───── THE RECORDS

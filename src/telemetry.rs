//! Tracing subscriber setup and shutdown signalling.

use tracing_subscriber::{EnvFilter, layer::SubscriberExt, util::SubscriberInitExt};

use crate::config::LoggingConfig;

/// Quiet defaults for noisy dependencies, appended to the configured level.
const DEPENDENCY_DIRECTIVES: &str = "hyper=warn,reqwest=warn,tower_http=info";

/// Builds the filter: `RUST_LOG` wins, otherwise the configured level.
pub fn env_filter(cfg: &LoggingConfig) -> EnvFilter {
    EnvFilter::try_from_default_env()
        .unwrap_or_else(|_| format!("{},{DEPENDENCY_DIRECTIVES}", cfg.level).into())
}

/// Installs the global subscriber, writing to stderr.
///
/// Calling it twice is harmless; the second install is ignored.
pub fn init_tracing(cfg: &LoggingConfig) {
    let registry = tracing_subscriber::registry().with(env_filter(cfg));
    let result = if cfg.json {
        registry
            .with(tracing_subscriber::fmt::layer().json().with_writer(std::io::stderr))
            .try_init()
    } else {
        registry
            .with(tracing_subscriber::fmt::layer().with_writer(std::io::stderr))
            .try_init()
    };
    if let Err(e) = result {
        eprintln!("tracing already initialized: {e}");
    }
}

/// Resolves on Ctrl+C or, on unix, SIGTERM.
#[cfg(feature = "api")]
pub async fn shutdown_signal() {
    use tokio::signal;
    use tracing::{info, warn};

    let ctrl_c = async {
        if let Err(e) = signal::ctrl_c().await {
            warn!(error = %e, "cannot listen for Ctrl+C");
            std::future::pending::<()>().await;
        }
    };

    #[cfg(unix)]
    let terminate = async {
        match signal::unix::signal(signal::unix::SignalKind::terminate()) {
            Ok(mut sig) => {
                sig.recv().await;
            }
            Err(e) => {
                warn!(error = %e, "cannot listen for SIGTERM");
                std::future::pending::<()>().await;
            }
        }
    };
    #[cfg(not(unix))]
    let terminate = std::future::pending::<()>();

    tokio::select! { _ = ctrl_c => {}, _ = terminate => {}, }
    info!("shutdown signal received");
}
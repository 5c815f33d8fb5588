use std::f64::consts::PI;

use chrono::NaiveDateTime;
use rand::Rng;

use crate::market::types::{Generator, MarketContext};
use crate::regime::{Band, SOLAR_WINDOW_END, SOLAR_WINDOW_START};

/// Installed wind capacity (MW).
pub const WIND_CAPACITY_MW: f64 = 9000.0;
/// Installed solar capacity (MW).
pub const SOLAR_CAPACITY_MW: f64 = 3500.0;
/// Combined renewable capacity (MW).
pub const RENEWABLE_CAPACITY_MW: f64 = 12_500.0;
/// Assumed system load for the percent-of-load figure (MW).
pub const SYSTEM_LOAD_MW: f64 = 20_000.0;
/// Height of the clear-sky solar curve (MW).
pub const SOLAR_PEAK_MW: f64 = 2500.0;

const SOLAR_JITTER: Band = Band::new(-200.0, 200.0);
const NEXT_HOUR_FACTOR: Band = Band::new(0.8, 1.2);

/// Fleet-wide wind and solar output at an instant.
#[derive(Debug, Clone, PartialEq)]
pub struct RenewableSnapshot {
    pub timestamp: NaiveDateTime,
    pub wind_mw: f64,
    pub solar_mw: f64,
    /// Persistence forecast of wind for the next hour.
    pub forecast_next_hour_mw: f64,
}

impl RenewableSnapshot {
    pub fn total_mw(&self) -> f64 {
        self.wind_mw + self.solar_mw
    }

    pub fn wind_percent_capacity(&self) -> f64 {
        self.wind_mw / WIND_CAPACITY_MW * 100.0
    }

    pub fn solar_percent_capacity(&self) -> f64 {
        self.solar_mw / SOLAR_CAPACITY_MW * 100.0
    }

    pub fn percent_of_capacity(&self) -> f64 {
        self.total_mw() / RENEWABLE_CAPACITY_MW * 100.0
    }

    pub fn percent_of_load(&self) -> f64 {
        self.total_mw() / SYSTEM_LOAD_MW * 100.0
    }
}

/// Clear-sky solar output (MW) at a possibly fractional hour of day.
///
/// A half-sine over the daylight window peaking at its midpoint (12.5);
/// zero outside the window.
pub fn solar_curve(hour: f64) -> f64 {
    let start = f64::from(SOLAR_WINDOW_START);
    let end = f64::from(SOLAR_WINDOW_END);
    if hour < start || hour >= end {
        return 0.0;
    }
    SOLAR_PEAK_MW * ((hour - start) * PI / (end - start)).sin()
}

/// Wind and solar output snapshot.
///
/// Wind is drawn from the diurnal wind band (strong at night, weak
/// mid-afternoon); solar follows [`solar_curve`] plus symmetric jitter,
/// floored at zero.
#[derive(Debug, Default, Clone, Copy)]
pub struct RenewableGenerator;

impl Generator for RenewableGenerator {
    type Output = RenewableSnapshot;

    fn generate<R: Rng + ?Sized>(&self, ctx: &MarketContext, rng: &mut R) -> RenewableSnapshot {
        let profile = ctx.profile();
        let wind_mw = profile.wind.sample(rng);
        let solar_mw = if profile.solar_active {
            (solar_curve(f64::from(profile.hour)) + SOLAR_JITTER.sample(rng)).max(0.0)
        } else {
            0.0
        };
        let forecast_next_hour_mw = wind_mw * NEXT_HOUR_FACTOR.sample(rng);

        RenewableSnapshot {
            timestamp: ctx.now,
            wind_mw,
            solar_mw,
            forecast_next_hour_mw,
        }
    }

    fn signal(&self) -> &'static str {
        "renewable-generation"
    }
}
//! Dashboard layout and widget rendering.

use ratatui::Frame;
use ratatui::layout::{Constraint, Direction, Layout, Rect};
use ratatui::style::{Modifier, Style};
use ratatui::symbols;
use ratatui::text::{Line, Span};
use ratatui::widgets::{
    Axis, Bar, BarChart, BarGroup, Block, Borders, Cell, Chart, Dataset, GraphType, Paragraph,
    Row, Table, Tabs,
};

use super::runtime::{App, View};
use super::style;
use crate::analytics::{
    HistoricalStats, LmpComponent, LmpSummary, SpreadSummary, StorageSummary, congested_nodes,
};

/// Renders the full dashboard frame.
pub fn render(frame: &mut Frame, app: &App) {
    let chunks = Layout::default()
        .direction(Direction::Vertical)
        .constraints([
            Constraint::Length(1), // header
            Constraint::Length(3), // tabs
            Constraint::Min(10),   // body
            Constraint::Length(1), // status
            Constraint::Length(1), // footer
        ])
        .split(frame.area());

    render_header(frame, app, chunks[0]);
    render_tabs(frame, app, chunks[1]);
    match app.view {
        View::Overview => render_overview(frame, app, chunks[2]),
        View::Lmp => render_lmp(frame, app, chunks[2]),
        View::Congestion => render_congestion(frame, app, chunks[2]),
        View::Storage => render_storage(frame, app, chunks[2]),
        View::Historical => render_historical(frame, app, chunks[2]),
        View::Spread => render_spread(frame, app, chunks[2]),
        View::Settings => render_settings(frame, app, chunks[2]),
    }
    render_status(frame, app, chunks[3]);
    render_footer(frame, chunks[4]);
}

fn render_header(frame: &mut Frame, app: &App, area: Rect) {
    let refreshed = app
        .last_refresh
        .map_or_else(|| "never".to_string(), |at| format!("{}s ago", at.elapsed().as_secs()));
    let header = Line::from(vec![
        Span::styled(
            " GRID MARKET ",
            Style::default()
                .fg(style::HEADER_FG)
                .bg(style::HEADER_BG)
                .add_modifier(Modifier::BOLD),
        ),
        Span::raw(format!(" {} │ refreshed {refreshed} ", app.base_url())),
    ]);
    frame.render_widget(Paragraph::new(header), area);
}

fn render_tabs(frame: &mut Frame, app: &App, area: Rect) {
    let titles = View::ALL
        .iter()
        .enumerate()
        .map(|(i, v)| format!("{} {}", i + 1, v.title()));
    let selected = View::ALL.iter().position(|v| *v == app.view).unwrap_or(0);
    let tabs = Tabs::new(titles)
        .block(Block::default().borders(Borders::ALL))
        .select(selected)
        .highlight_style(
            Style::default()
                .fg(style::TAB_ACTIVE)
                .add_modifier(Modifier::BOLD),
        );
    frame.render_widget(tabs, area);
}

fn waiting(frame: &mut Frame, area: Rect, what: &str) {
    let msg = Paragraph::new(format!("  No {what} data yet."))
        .block(Block::default().borders(Borders::ALL));
    frame.render_widget(msg, area);
}

fn split_rows(area: Rect, top: u16) -> std::rc::Rc<[Rect]> {
    Layout::default()
        .direction(Direction::Vertical)
        .constraints([Constraint::Length(top), Constraint::Min(5)])
        .split(area)
}

fn split_cols(area: Rect) -> std::rc::Rc<[Rect]> {
    Layout::default()
        .direction(Direction::Horizontal)
        .constraints([Constraint::Percentage(55), Constraint::Percentage(45)])
        .split(area)
}

/// Per-node bars for one LMP component.
fn lmp_bars<'a>(
    records: &'a [crate::assembler::LmpRecord],
    component: LmpComponent,
) -> Vec<Bar<'a>> {
    records
        .iter()
        .map(|r| {
            let value = component.value(r);
            Bar::default()
                .value(style::bar_height(value))
                .text_value(format!("{value:.1}"))
                .label(Line::from(r.node.as_str()))
        })
        .collect()
}

fn bar_chart<'a>(title: &'a str, bars: &'a [Bar<'a>]) -> BarChart<'a> {
    BarChart::default()
        .block(Block::default().title(title).borders(Borders::ALL))
        .bar_width(6)
        .bar_gap(1)
        .data(BarGroup::default().bars(bars))
}

fn render_overview(frame: &mut Frame, app: &App, area: Rect) {
    let rows = split_rows(area, 6);

    let mut lines = Vec::new();
    match app.data.lmp.as_deref().and_then(LmpSummary::from_records) {
        Some(s) => lines.push(Line::from(format!(
            "  Avg LMP ${:.2}/MWh   Max LMP ${:.2}/MWh   Avg Congestion ${:.2}/MWh",
            s.avg_total, s.max_total, s.avg_congestion
        ))),
        None => lines.push(Line::from("  LMP: no data")),
    }
    if let Some(s) = app.data.storage.as_deref().and_then(StorageSummary::from_records) {
        lines.push(Line::from(format!(
            "  Total Storage Discharge {:.2} MW   Net {:.2} MW",
            s.total_discharge_mw, s.net_output_mw
        )));
    }
    if let Some(r) = &app.data.renewable {
        lines.push(Line::from(format!(
            "  Wind {:.0} MW ({:.1}%)   Solar {:.0} MW ({:.1}%)   {:.1}% of load",
            r.wind_mw,
            r.wind_percent_capacity,
            r.solar_mw,
            r.solar_percent_capacity,
            r.renewable_percent_of_load
        )));
    }
    if let Some(h) = &app.data.health {
        lines.push(Line::from(format!("  API {} v{} at {}", h.status, h.api_version, h.timestamp)));
    }
    let metrics = Paragraph::new(lines)
        .block(Block::default().title(" Key Metrics ").borders(Borders::ALL));
    frame.render_widget(metrics, rows[0]);

    let cols = split_cols(rows[1]);
    match app.data.lmp.as_deref() {
        Some(records) => {
            let bars = lmp_bars(records, LmpComponent::Total);
            frame.render_widget(bar_chart(" Total LMP by Node ($/MWh) ", &bars), cols[0]);
        }
        None => waiting(frame, cols[0], "LMP"),
    }
    match app.data.ancillary.as_deref() {
        Some(records) => {
            let rows = records.iter().map(|r| {
                Row::new(vec![
                    r.service.clone(),
                    format!("{:.2}", r.price),
                    format!("{:.0}", r.battery_participation_mw),
                    format!("{:.1}%", r.battery_percent),
                ])
            });
            let table = Table::new(
                rows,
                [
                    Constraint::Min(16),
                    Constraint::Length(8),
                    Constraint::Length(8),
                    Constraint::Length(7),
                ],
            )
            .header(header_row(["Service", "$/MW", "Bat MW", "Bat %"]))
            .block(Block::default().title(" Ancillary Services ").borders(Borders::ALL));
            frame.render_widget(table, cols[1]);
        }
        None => waiting(frame, cols[1], "ancillary"),
    }
}

fn header_row<const N: usize>(labels: [&'static str; N]) -> Row<'static> {
    Row::new(labels).style(Style::default().add_modifier(Modifier::BOLD))
}

fn render_lmp(frame: &mut Frame, app: &App, area: Rect) {
    let Some(records) = app.data.lmp.as_deref() else {
        return waiting(frame, area, "LMP");
    };
    let rows = split_rows(area, 3);
    if let Some(s) = LmpSummary::from_records(records) {
        let stats = Paragraph::new(format!(
            "  Avg Energy ${:.2}   Avg Congestion ${:.2}   Avg Loss ${:.2}",
            s.avg_energy, s.avg_congestion, s.avg_loss
        ))
        .block(Block::default().borders(Borders::ALL));
        frame.render_widget(stats, rows[0]);
    }

    let cols = split_cols(rows[1]);
    let title = format!(" {} by Node (c to change) ", app.component.label());
    let bars = lmp_bars(records, app.component);
    frame.render_widget(bar_chart(&title, &bars), cols[0]);

    let table_rows = records.iter().map(|r| {
        Row::new(vec![
            r.node.clone(),
            r.node_type.clone(),
            format!("{:.2}", r.energy),
            format!("{:.2}", r.congestion),
            format!("{:.2}", r.loss),
            format!("{:.2}", r.total_lmp),
        ])
    });
    let table = Table::new(
        table_rows,
        [
            Constraint::Length(4),
            Constraint::Length(12),
            Constraint::Length(8),
            Constraint::Length(8),
            Constraint::Length(7),
            Constraint::Length(8),
        ],
    )
    .header(header_row(["Node", "Type", "Energy", "Cong", "Loss", "Total"]))
    .block(Block::default().title(" LMP Components ").borders(Borders::ALL));
    frame.render_widget(table, cols[1]);
}

fn render_congestion(frame: &mut Frame, app: &App, area: Rect) {
    let rows = split_rows(area, 3);
    let cols = split_cols(rows[1]);

    match app.data.lmp.as_deref() {
        Some(records) => {
            let hot = congested_nodes(records, app.threshold);
            let (text, color) = if hot.is_empty() {
                ("All nodes below congestion threshold".to_string(), style::OK_FG)
            } else {
                let names: Vec<_> = hot.iter().map(|r| r.node.as_str()).collect();
                (
                    format!("{} node(s) exceeding threshold: {}", hot.len(), names.join(", ")),
                    style::ALERT_FG,
                )
            };
            let alert = Paragraph::new(Line::from(vec![
                Span::raw(format!("  Threshold ${:.0}/MWh (+/-)  ", app.threshold)),
                Span::styled(text, Style::default().fg(color).add_modifier(Modifier::BOLD)),
            ]))
            .block(Block::default().borders(Borders::ALL));
            frame.render_widget(alert, rows[0]);

            let mut sorted: Vec<_> = records.to_vec();
            sorted.sort_by(|a, b| b.congestion.total_cmp(&a.congestion));
            let bars = lmp_bars(&sorted, LmpComponent::Congestion);
            frame.render_widget(bar_chart(" Congestion by Node ($/MWh) ", &bars), cols[0]);
        }
        None => waiting(frame, rows[0], "LMP"),
    }

    match app.data.congestion.as_deref() {
        Some(events) => {
            let table_rows = events.iter().map(|e| {
                let severity = format!("{:?}", e.severity);
                Row::new(vec![
                    Cell::from(e.constraint_id.clone()),
                    Cell::from(e.name.clone()),
                    Cell::from(severity.clone())
                        .style(Style::default().fg(style::severity_color(&severity))),
                    Cell::from(format!("{:.1}%", e.flow_percent)),
                    Cell::from(format!("{}h", e.duration_hours)),
                ])
            });
            let table = Table::new(
                table_rows,
                [
                    Constraint::Length(7),
                    Constraint::Min(16),
                    Constraint::Length(7),
                    Constraint::Length(7),
                    Constraint::Length(4),
                ],
            )
            .header(header_row(["ID", "Element", "Sev", "Flow", "Dur"]))
            .block(Block::default().title(" Active Congestion Events ").borders(Borders::ALL));
            frame.render_widget(table, cols[1]);
        }
        None => waiting(frame, cols[1], "congestion"),
    }
}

──────────

PROBLEM DESCRIPTION: Among the entries above, find the line with "EnvFilter::try_from_default_env()" and the line with "registry = tracing_subscriber::registry().with(env_filter(cfg));"; give again exactly these two lines and all lines between them.

SOLUTION BELOW:
    EnvFilter::try_from_default_env()
        .unwrap_or_else(|_| format!("{},{DEPENDENCY_DIRECTIVES}", cfg.level).into())
}

/// Installs the global subscriber, writing to stderr.
///
/// Calling it twice is harmless; the second install is ignored.
pub fn init_tracing(cfg: &LoggingConfig) {
    let registry = tracing_subscriber::registry().with(env_filter(cfg));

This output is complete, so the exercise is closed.